Being forced to receive your earnings through dividends is the reason why many people will allocate their REIT investments in a tax-deferred account so that they don’t pay taxes on these gains until a later date. If you choose not to invest with a tax-deferred account, you must remember that the dividends you earn from real estate typically are not qualified dividends, meaning that you are paying the higher tax rate aligned with your federal income tax level versus the favorable rate used for capital gains or qualified dividends.

Our Plans for the Future

My husband and I have tossed around the idea of investing in a home that we could rent out, but find ourselves hesitant of the extra work that comes with finding tenants and maintaining another property. We also live in a state with a declining population for the last 10 years and have little desire to hire someone else to maintain properties elsewhere. Therefore, investing in REITs are a more realistic option for our lifestyle choices.

Given my analysis so far, it appears that the biggest benefit of investing in a REIT is to earn higher dividend payouts while still having the option to see capital gains long term on the fund prices. After learning about the tax impacts, I don’t feel that keeping real estate investments outside of a tax deferred account is the best solution because I will be forced to pay taxes on the earnings today and also not benefit from the favorable tax rate since these will be considered non-qualified dividends. Since we still have many years until we retire, unless we anticipate missing out on significant gains, the benefit of dividends is irrelevant until we retire and can cash in on capital gains.

Personally, I anticipate that REITs are going to be challenged as we continue from 2020 into 2021. Already in 2020, many of these companies struggled as people were unable to pay rent, or closed their doors due to the pandemic. More people are shopping online, and many people are working at home, reducing the demand for retail and office space. While I’m certainly no expert, at this time we have decided to focus on investing in stock heavy index funds so that we can still recognize the long-term benefits without the added risk of depending on the real estate market.

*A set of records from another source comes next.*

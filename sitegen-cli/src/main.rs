//! # sitegen CLI
//!
//! Builds, cleans and serves a sitegen project.

mod commands;

use clap::{Parser, Subcommand};
use std::path::PathBuf;
use tracing_subscriber::EnvFilter;

#[derive(Parser)]
#[command(name = "sitegen")]
#[command(author, version, about, long_about = None)]
struct Cli {
    /// Project root
    #[arg(long, global = true, default_value = ".", env = "SITEGEN_ROOT")]
    root: PathBuf,

    /// Configuration file, relative to the project root
    #[arg(long, global = true, default_value = "sitegen.yml")]
    config: PathBuf,

    /// Enable verbose logging
    #[arg(short, long, global = true)]
    verbose: bool,

    #[command(subcommand)]
    command: Commands,
}

#[derive(Subcommand)]
enum Commands {
    /// Write a starter project into the root
    Init,

    /// Remove generated pages, sitemap.xml and robots.txt
    Clean,

    /// Build the static site
    Build,

    /// Serve the output directory over HTTP
    Serve {
        /// Server port
        #[arg(long, default_value_t = 8000)]
        port: u16,

        /// Serve the existing output without building first
        #[arg(long)]
        no_build: bool,
    },
}

#[tokio::main]
async fn main() -> anyhow::Result<()> {
    let cli = Cli::parse();

    let default_level = if cli.verbose { "debug" } else { "info" };
    let filter = EnvFilter::try_from_default_env().unwrap_or_else(|_| EnvFilter::new(default_level));
    tracing_subscriber::fmt().with_env_filter(filter).init();

    match cli.command {
        Commands::Init => commands::init_project(&cli.root),
        Commands::Clean => commands::clean_site(&cli.root, &cli.config),
        Commands::Build => commands::build_site(&cli.root, &cli.config).map(|_| ()),
        Commands::Serve { port, no_build } => {
            commands::serve_site(&cli.root, &cli.config, port, !no_build).await
        }
    }
}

Just because we’ve decided not to invest here, doesn’t mean that it isn’t a good opportunity for everyone. What have you considered regarding real estate, whether you are considering being a landlord, or investing in REITs?

Questions to Consider

  • Do you have an opportunity to house hack and rent a room in your house to help with your mortgage?
  • Are you interested in becoming a landlord and willing to put in the work to maintain the property and find reliable residents?
  • Are you willing to take on the risk of significant damages or long periods of vacancies?
  • Do you expect the home/property value to increase while you own it?
  • Do you have a preference for dividends over capital gains?
  • Are you investing in a tax-deferred account or a brokerage account?
  • Do you anticipate your income changing in the future (potentially lowering your taxable income?)
  • Have you evaluated how much more you will pay in taxes if you earn non-qualified dividends vs. qualified?